* _Problem to work on_
Every line in the data below from the one containing "#[derive(Debug, Clone, Copy, PartialEq, Eq, Default)]" down to the one containing "0x07) << 10)", both included, must be retyped exactly; no other line is to appear.

[Data for this exercise — start]

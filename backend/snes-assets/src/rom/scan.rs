//! Heuristic searches for graphics data inside a ROM
//!
//! These are discovery aids for a user browsing a ROM; false positives are expected.

use crate::num::read_u16_le;
use crate::palette::{CGRAM_PALETTE_BYTES, Palette};
use crate::tile::{TILE_PIXELS, Tile, TileDepth};

#[derive(Debug, Clone, PartialEq, Eq)]
pub struct PaletteCandidate {
    pub offset: usize,
    pub palette: Palette,
}

/// A run of consecutive tile-aligned chunks that all look like tile data.
#[derive(Debug, Clone, Copy, PartialEq, Eq)]
pub struct TileBlock {
    pub offset: usize,
    pub tile_count: usize,
}

fn plausible_palette(bytes: &[u8]) -> bool {
    let words = (0..CGRAM_PALETTE_BYTES).step_by(2).map(|i| read_u16_le(bytes, i));
    let mut any_nonzero = false;
    for word in words {
        if word & 0x8000 != 0 {
            return false;
        }
        any_nonzero |= word != 0;
    }
    any_nonzero
}

/// Find up to `limit` 32-byte runs at even offsets whose 16 words are all valid BGR555 values and
/// not all zero. Matches do not overlap.
#[must_use]
pub fn scan_for_palettes(data: &[u8], limit: usize) -> Vec<PaletteCandidate> {
    let mut candidates = Vec::new();
    let mut offset = 0;

    while offset + CGRAM_PALETTE_BYTES <= data.len() && candidates.len() < limit {
        let bytes = &data[offset..offset + CGRAM_PALETTE_BYTES];
        if !plausible_palette(bytes) {
            offset += 2;
            continue;
        }

        match Palette::from_cgram_bytes(bytes) {
            Ok(palette) => candidates.push(PaletteCandidate { offset, palette }),
            Err(err) => log::error!("Palette candidate at ${offset:06X} failed to decode: {err}"),
        }
        offset += CGRAM_PALETTE_BYTES;
    }

    log::debug!("Palette scan over {} bytes found {} candidates", data.len(), candidates.len());

    candidates
}

/// Decode up to `count` sequential tiles starting at `offset`. Reads never go past the end of
/// `data`; fewer tiles are returned instead.
#[must_use]
pub fn extract_tiles_at_offset(data: &[u8], offset: usize, depth: TileDepth, count: usize) -> Vec<Tile> {
    let tile_size = depth.bytes_per_tile();
    let available = data.len().saturating_sub(offset) / tile_size;
    if count > available {
        log::debug!("Clamping tile extraction at ${offset:06X} from {count} to {available} tiles");
    }

    let Some(region) = data.get(offset..) else {
        return Vec::new();
    };

    region
        .chunks_exact(tile_size)
        .take(count.min(available))
        .filter_map(|chunk| Tile::decode(chunk, depth).ok())
        .collect()
}

fn plausible_tile(chunk: &[u8], depth: TileDepth) -> bool {
    if chunk.iter().all(|&b| b == 0x00) || chunk.iter().all(|&b| b == 0xFF) {
        return false;
    }

    let Ok(tile) = Tile::decode(chunk, depth) else { return false };
    let first = tile.pixels[0];
    tile.pixels[1..TILE_PIXELS].iter().any(|&pixel| pixel != first)
}

/// Find runs of at least `min_run` consecutive plausible tiles, scanning tile-aligned chunks from
/// the start of `data`.
#[must_use]
pub fn scan_for_tile_blocks(data: &[u8], depth: TileDepth, min_run: usize) -> Vec<TileBlock> {
    let tile_size = depth.bytes_per_tile();
    let min_run = min_run.max(1);

    let mut blocks = Vec::new();
    let mut run_start: Option<usize> = None;

    let close_run = |start: usize, end: usize, blocks: &mut Vec<TileBlock>| {
        let tile_count = end - start;
        if tile_count >= min_run {
            blocks.push(TileBlock { offset: start * tile_size, tile_count });
        }
    };

    let chunk_count = data.len() / tile_size;
    for (i, chunk) in data.chunks_exact(tile_size).enumerate() {
        match (plausible_tile(chunk, depth), run_start) {
            (true, None) => run_start = Some(i),
            (false, Some(start)) => {
                close_run(start, i, &mut blocks);
                run_start = None;
            }
            _ => {}
        }
    }
    if let Some(start) = run_start {
        close_run(start, chunk_count, &mut blocks);
    }

    log::debug!("Found {} {depth} tile blocks of at least {min_run} tiles", blocks.len());

    blocks
}

#[cfg(test)]
mod tests {
    use super::*;
    use crate::palette::SnesColor;
    use test_log::test;

    fn checker_tile() -> Tile {
        Tile::from_pixels(std::array::from_fn(|i| ((i + i / 8) % 2) as u8 * 3))
    }

    #[test]
    fn palettes_are_aligned_and_non_overlapping() {
        let mut palette = Palette::default();
        palette.colors[1] = SnesColor::from_rgb5(31, 0, 0);

        let mut data = vec![0xFF; 6];
        data.extend(palette.to_cgram_bytes());
        data.extend(palette.to_cgram_bytes());
        data.extend([0xFF; 4]);

        let candidates = scan_for_palettes(&data, 10);
        let offsets: Vec<_> = candidates.iter().map(|candidate| candidate.offset).collect();
        assert_eq!(offsets, vec![6, 38]);
        assert_eq!(candidates[0].palette, palette);

        assert_eq!(scan_for_palettes(&data, 1).len(), 1);
    }

    #[test]
    fn all_zero_is_not_a_palette() {
        assert!(scan_for_palettes(&[0; 256], 10).is_empty());
    }

    #[test]
    fn extraction_clamps_to_buffer() {
        let mut data = vec![0; 8];
        data.extend(Tile::encode_many(&[checker_tile(), checker_tile()], TileDepth::Two));
        data.extend([0; 5]);

        let tiles = extract_tiles_at_offset(&data, 8, TileDepth::Two, 10);
        assert_eq!(tiles.len(), 2);
        assert_eq!(tiles[0], checker_tile());

        assert!(extract_tiles_at_offset(&data, data.len() + 100, TileDepth::Two, 1).is_empty());
        assert_eq!(extract_tiles_at_offset(&data, 8, TileDepth::Two, 1).len(), 1);
    }

    #[test]
    fn tile_blocks() {
        let tile = checker_tile().encode(TileDepth::Four);
        let mut data = Vec::new();
        data.extend(&tile);
        data.extend([0; 32]);
        data.extend([0xFF; 32]);
        for _ in 0..3 {
            data.extend(&tile);
        }

        assert_eq!(
            scan_for_tile_blocks(&data, TileDepth::Four, 1),
            vec![TileBlock { offset: 0, tile_count: 1 }, TileBlock { offset: 96, tile_count: 3 }]
        );
        assert_eq!(
            scan_for_tile_blocks(&data, TileDepth::Four, 2),
            vec![TileBlock { offset: 96, tile_count: 3 }]
        );
    }

    #[test]
    fn single_color_tiles_are_not_plausible() {
        // Plane 0 fully set, plane 1 clear: every pixel is 1
        let mut bytes = [0_u8; 16];
        for row in 0..8 {
            bytes[2 * row] = 0xFF;
        }
        assert!(!plausible_tile(&bytes, TileDepth::Two));
    }
}
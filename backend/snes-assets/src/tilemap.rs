//! 32x32 background tilemaps

use crate::num::GetBit;

pub const TILEMAP_WIDTH: usize = 32;
pub const TILEMAP_HEIGHT: usize = 32;
pub const TILEMAP_ENTRIES: usize = TILEMAP_WIDTH * TILEMAP_HEIGHT;
pub const TILEMAP_BYTES: usize = 2 * TILEMAP_ENTRIES;

/// One tilemap word: `vhopppcc cccccccc`.
#[derive(Debug, Clone, Copy, PartialEq, Eq, Default)]
#[cfg_attr(feature = "serde", derive(serde::Serialize, serde::Deserialize))]
pub struct TilemapEntry {
    pub tile: u16,
    pub palette: u8,
    pub priority: bool,
    pub h_flip: bool,
    pub v_flip: bool,
}

impl TilemapEntry {
    #[must_use]
    pub const fn tile(tile: u16) -> Self {
        Self { tile: tile & 0x3FF, palette: 0, priority: false, h_flip: false, v_flip: false }
    }

    #[must_use]
    pub fn from_word(word: u16) -> Self {
        Self {
            tile: word & 0x3FF,
            palette: ((word >> 10) & 0x07) as u8,
            priority: word.bit(13),
            h_flip: word.bit(14),
            v_flip: word.bit(15),
        }
    }

    #[must_use]
    pub fn to_word(self) -> u16 {
        (self.tile & 0x3FF)
            | (u16::from(self.palette & 0x07) << 10)
            | (u16::from(self.priority) << 13)
            | (u16::from(self.h_flip) << 14)
            | (u16::from(self.v_flip) << 15)
    }
}

#[derive(Debug, Clone, PartialEq, Eq)]
#[cfg_attr(feature = "serde", derive(serde::Serialize, serde::Deserialize))]
pub struct Tilemap {
    entries: Vec<TilemapEntry>,
}

impl Default for Tilemap {
    fn default() -> Self {
        Self::new()
    }
}

impl Tilemap {
    #[must_use]
    pub fn new() -> Self {
        Self { entries: vec![TilemapEntry::default(); TILEMAP_ENTRIES] }
    }

    /// Parse little-endian tilemap words. Short input leaves the remaining entries blank and
    /// anything past 2048 bytes is ignored.
    #[must_use]
    pub fn from_bytes(bytes: &[u8]) -> Self {
        let mut tilemap = Self::new();
        for (entry, chunk) in tilemap.entries.iter_mut().zip(bytes.chunks_exact(2)) {
            *entry = TilemapEntry::from_word(u16::from_le_bytes([chunk[0], chunk[1]]));
        }

        if bytes.len() > TILEMAP_BYTES {
            log::warn!("Ignoring {} bytes past the end of a 32x32 tilemap", bytes.len() - TILEMAP_BYTES);
        }

        tilemap
    }

    #[must_use]
    pub fn to_bytes(&self) -> Vec<u8> {
        self.entries.iter().flat_map(|entry| entry.to_word().to_le_bytes()).collect()
    }

    /// # Panics
    ///
    /// Panics if `x` or `y` is not in `0..32`.
    #[must_use]
    pub fn get(&self, x: usize, y: usize) -> TilemapEntry {
        assert!(x < TILEMAP_WIDTH && y < TILEMAP_HEIGHT, "tilemap cell ({x}, {y}) out of range");
        self.entries[y * TILEMAP_WIDTH + x]
    }

    /// # Panics
    ///
    /// Panics if `x` or `y` is not in `0..32`.
    pub fn set(&mut self, x: usize, y: usize, entry: TilemapEntry) {
        assert!(x < TILEMAP_WIDTH && y < TILEMAP_HEIGHT, "tilemap cell ({x}, {y}) out of range");
        self.entries[y * TILEMAP_WIDTH + x] = entry;
    }

    pub fn fill(&mut self, entry: TilemapEntry) {
        self.entries.fill(entry);
    }

    #[must_use]
    pub fn entries(&self) -> &[TilemapEntry] {
        &self.entries
    }

    /// Distinct tile numbers used by this map, ascending.
    #[must_use]
    pub fn referenced_tiles(&self) -> Vec<u16> {
        let mut tiles: Vec<u16> = self.entries.iter().map(|entry| entry.tile).collect();
        tiles.sort_unstable();
        tiles.dedup();
        tiles
    }
}

#[cfg(test)]
mod tests {
    use super::*;
    use test_log::test;

    #[test]
    fn word_layout() {
        let entry = TilemapEntry { tile: 0x2AB, palette: 5, priority: true, h_flip: false, v_flip: true };
        assert_eq!(entry.to_word(), 0b1011_0110_1010_1011);
        assert_eq!(TilemapEntry::from_word(entry.to_word()), entry);
    }

    #[test]
    fn referenced_tiles_are_distinct() {
        let mut tilemap = Tilemap::new();
        tilemap.set(0, 0, TilemapEntry::tile(7));
        tilemap.set(31, 31, TilemapEntry::tile(7));
        tilemap.set(5, 2, TilemapEntry::tile(3));

        assert_eq!(tilemap.referenced_tiles(), vec![0, 3, 7]);
    }

    #[test]
    fn bytes_round_trip() {
        let mut tilemap = Tilemap::new();
        tilemap.set(1, 0, TilemapEntry { tile: 1, palette: 2, priority: false, h_flip: true, v_flip: false });

        let bytes = tilemap.to_bytes();
        assert_eq!(bytes.len(), TILEMAP_BYTES);
        assert_eq!(&bytes[2..4], &[0x01, 0x48]);
        assert_eq!(Tilemap::from_bytes(&bytes), tilemap);
    }
}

[Data for this exercise — finish]

* _Answer box_
#[derive(Debug, Clone, Copy, PartialEq, Eq, Default)]
#[cfg_attr(feature = "serde", derive(serde::Serialize, serde::Deserialize))]
pub struct TilemapEntry {
    pub tile: u16,
    pub palette: u8,
    pub priority: bool,
    pub h_flip: bool,
    pub v_flip: bool,
}

impl TilemapEntry {
    #[must_use]
    pub const fn tile(tile: u16) -> Self {
        Self { tile: tile & 0x3FF, palette: 0, priority: false, h_flip: false, v_flip: false }
    }

    #[must_use]
    pub fn from_word(word: u16) -> Self {
        Self {
            tile: word & 0x3FF,
            palette: ((word >> 10) & 0x07) as u8,
            priority: word.bit(13),
            h_flip: word.bit(14),
            v_flip: word.bit(15),
        }
    }

    #[must_use]
    pub fn to_word(self) -> u16 {
        (self.tile & 0x3FF)
            | (u16::from(self.palette & 0x07) << 10)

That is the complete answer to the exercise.